Moi – Qu’est-ce que tu aimerais vivre dans l’idéal ? 

Myriam – Eh bien tu vois… J’ai un nouveau collègue au travail mais on s’entend comme des potes. Il est super élégant, super galant… Il me fait plein de compliments. De temps en temps, il m’apporte des chocolats que j’adore. Je me sens importante et belle dans ses yeux. C’est magique entre nous. Ça me change du rôle de maman, de femme de ménage et d’épouse que je joue à la maison. J’ai l’impression de mentir dans ma vie de famille. J’ai l’impression d’être moi-même avec lui… Et pourtant, il ne s’est rien passé entre nous. Je ne me vois pas trahir mon mari…

Moi – Oui, d’accord ! Que tu sois tout à coup séduite par un autre homme que ton mari, ça peut arriver à n’importe qui. Mais de là à briser ton couple et ta famille… : est-ce que ça en vaut la peine ?

Myriam – En fait, tout s’est passé très vite une fois mariée. On a emménagé ensemble. On a eu un premier enfant. On a déménagé deux fois pour avoir plus de places pour nos enfants. C’était toujours la course. Les choses s’enchaînaient. Je n’avais pas de temps pour moi. Maintenant qu’on a emménagé dans notre nouvelle maison qu’on a achetée, que les enfants sont à l’école, et que j’ai repris mon travail, je me rends compte de tout ce que j’ai sacrifié.

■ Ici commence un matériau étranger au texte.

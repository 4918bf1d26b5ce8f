use raster_orchestrator::{
    models::job::{Job, JobStatus, Transition},
    models::operation::{OperationDescriptor, ReprojectParams},
    services::{
        queue::{Broker, RedisBroker, TaskEnvelope},
        store::{JobStore, RedisJobStore, StoreError},
    },
};
use std::time::Duration;
use uuid::Uuid;

/// Redis-backed job store and broker against a live server.
///
/// Each test uses its own key namespace so runs do not interfere.
///
/// Note: This requires a running Redis instance reachable at REDIS_URL
/// (default redis://127.0.0.1:6379).
fn redis_url() -> String {
    std::env::var("REDIS_URL").unwrap_or_else(|_| "redis://127.0.0.1:6379".to_string())
}

fn namespace() -> String {
    format!("raster-test-{}", Uuid::new_v4())
}

fn descriptor(target_crs: &str) -> OperationDescriptor {
    OperationDescriptor::Reproject(ReprojectParams {
        raster_path: "ortho.tif".to_string(),
        target_crs: target_crs.to_string(),
        output_name: None,
    })
}

#[tokio::test]
#[ignore] // Run with: cargo test --test integration_test -- --ignored
async fn test_redis_store_lifecycle() {
    let store = RedisJobStore::new(&redis_url(), &namespace()).expect("Failed to create store");
    store.health().await.expect("Redis not reachable");

    // 1. Insert and read back
    let job = Job::new(descriptor("EPSG:4326"));
    store.insert(&job).await.expect("Failed to insert job");
    let fetched = store
        .get(job.id)
        .await
        .expect("Failed to get job")
        .expect("Job not found");
    assert_eq!(fetched, job);

    // 2. Duplicate ids are refused
    assert!(matches!(store.insert(&job).await, Err(StoreError::Duplicate(_))));

    // 3. Transitions follow the lifecycle and bump the version
    let running = store
        .transition(
            job.id,
            &Transition::Start {
                attempt: 1,
                message: "Starting reproject operation...".to_string(),
            },
        )
        .await
        .expect("Failed to start job");
    assert_eq!(running.status, JobStatus::Running);
    assert_eq!(running.version, 1);

    let progressed = store
        .transition(
            job.id,
            &Transition::Progress {
                progress: 30,
                message: "Reprojecting raster...".to_string(),
            },
        )
        .await
        .expect("Failed to report progress");
    assert_eq!(progressed.progress, 30);

    let done = store
        .transition(
            job.id,
            &Transition::Succeed {
                result_path: "outputs/ortho_reprojected_EPSG_4326.tif".to_string(),
                message: "Reprojection completed successfully".to_string(),
            },
        )
        .await
        .expect("Failed to complete job");
    assert_eq!(done.status, JobStatus::Success);
    assert_eq!(done.progress, 100);

    // 4. Terminal jobs reject further transitions
    let rejected = store.transition(job.id, &Transition::Cancel).await;
    assert!(matches!(rejected, Err(StoreError::Invalid(_))));

    // 5. Unknown ids
    assert!(store.get(Uuid::new_v4()).await.expect("get failed").is_none());
    assert!(matches!(
        store.transition(Uuid::new_v4(), &Transition::Cancel).await,
        Err(StoreError::NotFound(_))
    ));

    println!("✅ Redis store lifecycle passed");
}

#[tokio::test]
#[ignore]
async fn test_redis_store_single_terminal_winner() {
    let store = RedisJobStore::new(&redis_url(), &namespace()).expect("Failed to create store");
    let job = Job::new(descriptor("EPSG:3857"));
    store.insert(&job).await.expect("Failed to insert job");
    store
        .transition(job.id, &Transition::Start { attempt: 1, message: "Starting".to_string() })
        .await
        .expect("Failed to start job");

    let succeed = Transition::Succeed {
        result_path: "out.tif".to_string(),
        message: "done".to_string(),
    };
    let (a, b) = tokio::join!(
        store.transition(job.id, &succeed),
        store.transition(job.id, &Transition::Cancel),
    );

    // Exactly one terminal write lands.
    assert_eq!(a.is_ok() as u8 + b.is_ok() as u8, 1);
    let stored = store.get(job.id).await.expect("get failed").expect("Job not found");
    assert!(stored.status.is_terminal());
    assert_eq!(stored.version, 2);
}

#[tokio::test]
#[ignore]
async fn test_redis_store_listing() {
    let store = RedisJobStore::new(&redis_url(), &namespace()).expect("Failed to create store");

    let mut ids = Vec::new();
    for crs in ["EPSG:4326", "EPSG:3857", "EPSG:32723"] {
        let job = Job::new(descriptor(crs));
        store.insert(&job).await.expect("Failed to insert job");
        ids.push(job.id);
        tokio::time::sleep(Duration::from_millis(5)).await;
    }
    store
        .transition(ids[1], &Transition::Cancel)
        .await
        .expect("Failed to cancel job");

    let all = store.list(None, 10).await.expect("list failed");
    assert_eq!(all.iter().map(|j| j.id).collect::<Vec<_>>(), vec![ids[2], ids[1], ids[0]]);

    let pending = store.list(Some(JobStatus::Pending), 10).await.expect("list failed");
    assert_eq!(pending.len(), 2);
    assert_eq!(store.list(None, 1).await.expect("list failed").len(), 1);
}

#[tokio::test]
#[ignore]
async fn test_redis_broker_lease_and_ack() {
    let broker = RedisBroker::new(&redis_url(), &namespace(), Duration::from_secs(60))
        .expect("Failed to create broker");
    broker.health().await.expect("Redis not reachable");

    let envelope = TaskEnvelope::new(Uuid::new_v4(), descriptor("EPSG:4326"));
    broker.publish(&envelope).await.expect("Failed to publish");
    assert_eq!(broker.depth().await.expect("depth failed"), 1);

    let delivery = broker
        .reserve(Duration::from_secs(1))
        .await
        .expect("Failed to reserve")
        .expect("No task in queue");
    assert_eq!(delivery.envelope.job_id, envelope.job_id);
    assert_eq!(delivery.envelope.attempt, 1);
    assert_eq!(broker.depth().await.expect("depth failed"), 0);

    // A leased task is invisible to other consumers.
    assert!(broker
        .reserve(Duration::ZERO)
        .await
        .expect("Failed to reserve")
        .is_none());

    broker.ack(&delivery).await.expect("Failed to ack");
    assert_eq!(broker.reclaim_expired().await.expect("reclaim failed"), 0);

    println!("✅ Redis broker lease/ack passed");
}

#[tokio::test]
#[ignore]
async fn test_redis_broker_redelivers_expired_lease() {
    let broker = RedisBroker::new(&redis_url(), &namespace(), Duration::from_millis(500))
        .expect("Failed to create broker");

    let envelope = TaskEnvelope::new(Uuid::new_v4(), descriptor("EPSG:4326"));
    broker.publish(&envelope).await.expect("Failed to publish");
    let first = broker
        .reserve(Duration::ZERO)
        .await
        .expect("Failed to reserve")
        .expect("No task in queue");

    // Owner disappears without acking.
    tokio::time::sleep(Duration::from_millis(1200)).await;
    assert_eq!(broker.reclaim_expired().await.expect("reclaim failed"), 1);

    let second = broker
        .reserve(Duration::ZERO)
        .await
        .expect("Failed to reserve")
        .expect("Task was not redelivered");
    assert_eq!(second.envelope.job_id, envelope.job_id);
    assert_eq!(second.envelope.attempt, 2);

    // The stale receipt no longer refers to a leased task.
    broker.ack(&first).await.expect("Stale ack should be harmless");
    broker.ack(&second).await.expect("Failed to ack");
    assert_eq!(broker.depth().await.expect("depth failed"), 0);
}

#[tokio::test]
#[ignore]
async fn test_redis_broker_recovers_unleased_processing_entry() {
    let ns = namespace();
    let broker = RedisBroker::new(&redis_url(), &ns, Duration::from_millis(500))
        .expect("Failed to create broker");

    // An executor died after BRPOPLPUSH but before recording its lease.
    let envelope = TaskEnvelope::new(Uuid::new_v4(), descriptor("EPSG:4326"));
    let payload = serde_json::to_string(&envelope).expect("Failed to encode envelope");
    let client = redis::Client::open(redis_url()).expect("Failed to open client");
    let mut conn = client
        .get_multiplexed_async_connection()
        .await
        .expect("Redis not reachable");
    redis::cmd("LPUSH")
        .arg(format!("{ns}:processing"))
        .arg(&payload)
        .query_async::<()>(&mut conn)
        .await
        .expect("Failed to seed processing list");

    // First pass gives the orphan a lease; it is not yet due.
    assert_eq!(broker.reclaim_expired().await.expect("reclaim failed"), 0);
    assert!(broker
        .reserve(Duration::ZERO)
        .await
        .expect("Failed to reserve")
        .is_none());

    tokio::time::sleep(Duration::from_millis(1200)).await;
    assert_eq!(broker.reclaim_expired().await.expect("reclaim failed"), 1);

    let delivery = broker
        .reserve(Duration::ZERO)
        .await
        .expect("Failed to reserve")
        .expect("Orphaned task was not redelivered");
    assert_eq!(delivery.envelope.job_id, envelope.job_id);
    assert_eq!(delivery.envelope.attempt, 2);
    broker.ack(&delivery).await.expect("Failed to ack");

    println!("✅ Unleased processing entry recovered");
}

Moi – Tu parles de « sacrifices » : mais c’est normal ce que tu as vécu. Un homme et une femme qui s’aiment et qui se marient finissent par avoir des enfants dont ils doivent s’occuper. Ou alors il faudrait rester célibataire !

Myriam – Mais justement, je n’en peux plus de toutes ces normes ! Pourquoi faut-il vivre comme ça ? Pourquoi ne peut-on pas suivre son cœur ? Je trouve ça tellement beau l’amour. Pourquoi est-ce que je dois sacrifier mon rêve d’amour pour respecter la norme de la femme mariée qui ne divorce pas simplement à cause du regard des gens ? En plus qui me dit, si mon mari tombait amoureux d’une jolie femme plus jeune et tout, qui me dit qu’il ne m’abandonnerait pas pour elle ?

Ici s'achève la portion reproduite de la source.